## WHAT THIS TASK INVOLVES:
Begin with the first line of the entries below. Copy each line exactly, stopping after the one that contains "if username_taken(&tx, new.username)?".

Saved data entries:

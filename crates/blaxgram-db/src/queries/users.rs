use anyhow::Result;
use chrono::{DateTime, Utc};
use rusqlite::{Connection, OptionalExtension, params};

use crate::models::{
    BalanceOutcome, NewUser, NewUserGift, ProfileOutcome, RegisterOutcome, UserGiftRow, UserRow,
};
use crate::queries::username_taken;
use crate::{Database, timestamp};

/// Fields written by a profile update.
pub struct ProfileUpdate<'a> {
    pub name: &'a str,
    pub last_name: &'a str,
    pub bio: &'a str,
    pub two_fa_enabled: bool,
    /// New Argon2 hash; `None` keeps the stored one.
    pub two_fa_password_hash: Option<&'a str>,
}

impl Database {
    // -- Users --

    /// Create a user and reserve its username in one transaction.
    pub fn register_user(&self, new: &NewUser<'_>, now: DateTime<Utc>) -> Result<RegisterOutcome> {
        self.with_conn_mut(|conn| {
            let tx = conn.transaction()?;

            if username_taken(&tx, new.username)? {
                return Ok(RegisterOutcome::UsernameTaken);
            }

            tx.execute(
                "INSERT INTO users (name, last_name, username, phone, created_at)
                 VALUES (?1, ?2, ?3, ?4, ?5)",
                params![new.name, new.last_name, new.username, new.phone, timestamp(now)],
            )?;
            let id = tx.last_insert_rowid();

            tx.execute("INSERT INTO taken_usernames (username) VALUES (?1)", [new.username])?;

            let user = query_user_by_id(&tx, id)?
                .ok_or_else(|| anyhow::anyhow!("user {} vanished after insert", id))?;
            tx.commit()?;
            Ok(RegisterOutcome::Created(user))
        })
    }

    pub fn get_user_by_username(&self, username: &str) -> Result<Option<UserRow>> {
        self.with_conn(|conn| {
            let sql = format!("SELECT {} FROM users WHERE username = ?1", UserRow::COLUMNS);
            let row = conn.query_row(&sql, [username], UserRow::from_row).optional()?;
            Ok(row)
        })
    }

    pub fn get_user_by_id(&self, id: i64) -> Result<Option<UserRow>> {
        self.with_conn(|conn| query_user_by_id(conn, id))
    }

    /// Apply a profile update. Enabling 2FA needs either a new hash in
    /// `update` or one already stored; both are checked in the same
    /// transaction as the write.
    pub fn update_profile(&self, id: i64, update: &ProfileUpdate<'_>) -> Result<ProfileOutcome> {
        self.with_conn_mut(|conn| {
            let tx = conn.transaction()?;

            let stored_hash: Option<Option<String>> = tx
                .query_row("SELECT two_fa_password FROM users WHERE id = ?1", [id], |row| row.get(0))
                .optional()?;
            let Some(stored_hash) = stored_hash else {
                return Ok(ProfileOutcome::UserNotFound);
            };
            if update.two_fa_enabled && update.two_fa_password_hash.is_none() && stored_hash.is_none() {
                return Ok(ProfileOutcome::TwoFactorPasswordRequired);
            }

            tx.execute(
                "UPDATE users
                 SET name = ?1, last_name = ?2, bio = ?3, two_fa_enabled = ?4,
                     two_fa_password = COALESCE(?5, two_fa_password)
                 WHERE id = ?6",
                params![
                    update.name,
                    update.last_name,
                    update.bio,
                    update.two_fa_enabled,
                    update.two_fa_password_hash,
                    id
                ],
            )?;

            let user = query_user_by_id(&tx, id)?
                .ok_or_else(|| anyhow::anyhow!("user {} vanished during update", id))?;
            tx.commit()?;
            Ok(ProfileOutcome::Updated(user))
        })
    }

    // -- Stars --

    /// Add a signed amount to the balance. The balance never drops below zero.
    pub fn adjust_stars(&self, id: i64, amount: i64) -> Result<BalanceOutcome> {
        self.with_conn_mut(|conn| {
            let tx = conn.transaction()?;

            let Some(stars) = query_stars(&tx, id)? else {
                return Ok(BalanceOutcome::UserNotFound);
            };
            let Some(updated) = stars.checked_add(amount).filter(|s| *s >= 0) else {
                return Ok(BalanceOutcome::InsufficientStars);
            };

            tx.execute("UPDATE users SET stars = ?1 WHERE id = ?2", params![updated, id])?;
            tx.commit()?;
            Ok(BalanceOutcome::Updated { stars: updated })
        })
    }

    /// Debit the gift price and record the gift atomically.
    pub fn purchase_gift(
        &self,
        user_id: i64,
        gift: &NewUserGift<'_>,
        now: DateTime<Utc>,
    ) -> Result<BalanceOutcome> {
        self.with_conn_mut(|conn| {
            let tx = conn.transaction()?;

            let Some(stars) = query_stars(&tx, user_id)? else {
                return Ok(BalanceOutcome::UserNotFound);
            };
            if stars < gift.gift_price {
                return Ok(BalanceOutcome::InsufficientStars);
            }
            let remaining = stars - gift.gift_price;

            tx.execute("UPDATE users SET stars = ?1 WHERE id = ?2", params![remaining, user_id])?;
            tx.execute(
                "INSERT INTO user_gifts (user_id, gift_id, gift_name, gift_icon, gift_price, received_at)
                 VALUES (?1, ?2, ?3, ?4, ?5, ?6)",
                params![
                    user_id,
                    gift.gift_id,
                    gift.gift_name,
                    gift.gift_icon,
                    gift.gift_price,
                    timestamp(now)
                ],
            )?;
            tx.commit()?;
            Ok(BalanceOutcome::Updated { stars: remaining })
        })
    }

    /// Gifts owned by a user, newest first.
    pub fn get_user_gifts(&self, user_id: i64) -> Result<Vec<UserGiftRow>> {
        self.with_conn(|conn| {
            let sql = format!(
                "SELECT {} FROM user_gifts WHERE user_id = ?1 ORDER BY received_at DESC, id DESC",
                UserGiftRow::COLUMNS
            );
            let mut stmt = conn.prepare(&sql)?;
            let rows = stmt
                .query_map([user_id], UserGiftRow::from_row)?
                .collect::<std::result::Result<Vec<_>, _>>()?;
            Ok(rows)
        })
    }
}

pub(crate) fn query_user_by_id(conn: &Connection, id: i64) -> Result<Option<UserRow>> {
    let sql = format!("SELECT {} FROM users WHERE id = ?1", UserRow::COLUMNS);
    let row = conn.query_row(&sql, [id], UserRow::from_row).optional()?;
    Ok(row)
}

pub(crate) fn query_stars(conn: &Connection, id: i64) -> Result<Option<i64>> {
    let stars = conn
        .query_row("SELECT stars FROM users WHERE id = ?1", [id], |row| row.get(0))
        .optional()?;
    Ok(stars)
}

#[cfg(test)]
mod tests {
    use super::*;
    use crate::queries::test_support::register;

    #[test]
    fn register_reserves_username() {
        let db = Database::open_in_memory().unwrap();
        let user = register(&db, "@kate");
        assert_eq!(user.stars, 1_000_000);
        assert!(!user.two_fa_enabled);

        let again = db
            .register_user(
                &NewUser { name: "Other", last_name: "", username: "@kate", phone: "" },
                Utc::now(),
            )
            .unwrap();
        assert!(matches!(again, RegisterOutcome::UsernameTaken));
    }

    #[test]
    fn seeded_usernames_cannot_register() {
        let db = Database::open_in_memory().unwrap();
        let outcome = db
            .register_user(
                &NewUser { name: "Fake", last_name: "", username: "@botfather", phone: "" },
                Utc::now(),
            )
            .unwrap();
        assert!(matches!(outcome, RegisterOutcome::UsernameTaken));
    }

    #[test]
    fn balance_never_goes_negative() {
        let db = Database::open_in_memory().unwrap();
        let user = register(&db, "@saver");

        assert_eq!(
            db.adjust_stars(user.id, -1_000_001).unwrap(),
            BalanceOutcome::InsufficientStars
        );
        assert_eq!(
            db.adjust_stars(user.id, -1_000_000).unwrap(),
            BalanceOutcome::Updated { stars: 0 }
        );
        assert_eq!(
            db.adjust_stars(user.id, 25).unwrap(),
            BalanceOutcome::Updated { stars: 25 }
        );
        assert_eq!(db.adjust_stars(9999, 1).unwrap(), BalanceOutcome::UserNotFound);
    }

    #[test]
    fn purchase_debits_and_records() {
        let db = Database::open_in_memory().unwrap();
        let user = register(&db, "@buyer");
        let gift = NewUserGift { gift_id: 7, gift_name: "Rose", gift_icon: "🌹", gift_price: 600_000 };

        assert_eq!(
            db.purchase_gift(user.id, &gift, Utc::now()).unwrap(),
            BalanceOutcome::Updated { stars: 400_000 }
        );
        assert_eq!(
            db.purchase_gift(user.id, &gift, Utc::now()).unwrap(),
            BalanceOutcome::InsufficientStars
        );

        let gifts = db.get_user_gifts(user.id).unwrap();
        assert_eq!(gifts.len(), 1);
        assert_eq!(gifts[0].gift_name, "Rose");
        assert_eq!(db.get_user_by_id(user.id).unwrap().unwrap().stars, 400_000);
    }

    #[test]
    fn profile_update_keeps_hash_when_absent() {
        let db = Database::open_in_memory().unwrap();
        let user = register(&db, "@private");

        let update = ProfileUpdate {
            name: "Priv",
            last_name: "Ate",
            bio: "hello",
            two_fa_enabled: true,
            two_fa_password_hash: Some("hash-1"),
        };
        assert!(matches!(db.update_profile(user.id, &update).unwrap(), ProfileOutcome::Updated(_)));

        let update = ProfileUpdate { two_fa_password_hash: None, bio: "bye", ..update };
        let ProfileOutcome::Updated(row) = db.update_profile(user.id, &update).unwrap() else {
            panic!("second update rejected");
        };
        assert_eq!(row.bio, "bye");
        assert!(row.two_fa_enabled);
        assert_eq!(row.two_fa_password.as_deref(), Some("hash-1"));
    }

    #[test]
    fn enabling_two_factor_needs_a_password() {
        let db = Database::open_in_memory().unwrap();
        let user = register(&db, "@careful");

        let update = ProfileUpdate {
            name: "Care",
            last_name: "",
            bio: "",
            two_fa_enabled: true,
            two_fa_password_hash: None,
        };
        assert!(matches!(
            db.update_profile(user.id, &update).unwrap(),
            ProfileOutcome::TwoFactorPasswordRequired
        ));
        assert!(!db.get_user_by_id(user.id).unwrap().unwrap().two_fa_enabled);

        assert!(matches!(db.update_profile(9999, &update).unwrap(), ProfileOutcome::UserNotFound));
    }
}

## OUTPUT FOR THIS TASK:
filename crates/blaxgram-db/src/queries/users.rs
use anyhow::Result;
use chrono::{DateTime, Utc};
use rusqlite::{Connection, OptionalExtension, params};

use crate::models::{
    BalanceOutcome, NewUser, NewUserGift, ProfileOutcome, RegisterOutcome, UserGiftRow, UserRow,
};
use crate::queries::username_taken;
use crate::{Database, timestamp};

/// Fields written by a profile update.
pub struct ProfileUpdate<'a> {
    pub name: &'a str,
    pub last_name: &'a str,
    pub bio: &'a str,
    pub two_fa_enabled: bool,
    /// New Argon2 hash; `None` keeps the stored one.
    pub two_fa_password_hash: Option<&'a str>,
}

impl Database {
    // -- Users --

    /// Create a user and reserve its username in one transaction.
    pub fn register_user(&self, new: &NewUser<'_>, now: DateTime<Utc>) -> Result<RegisterOutcome> {
        self.with_conn_mut(|conn| {
            let tx = conn.transaction()?;

            if username_taken(&tx, new.username)? {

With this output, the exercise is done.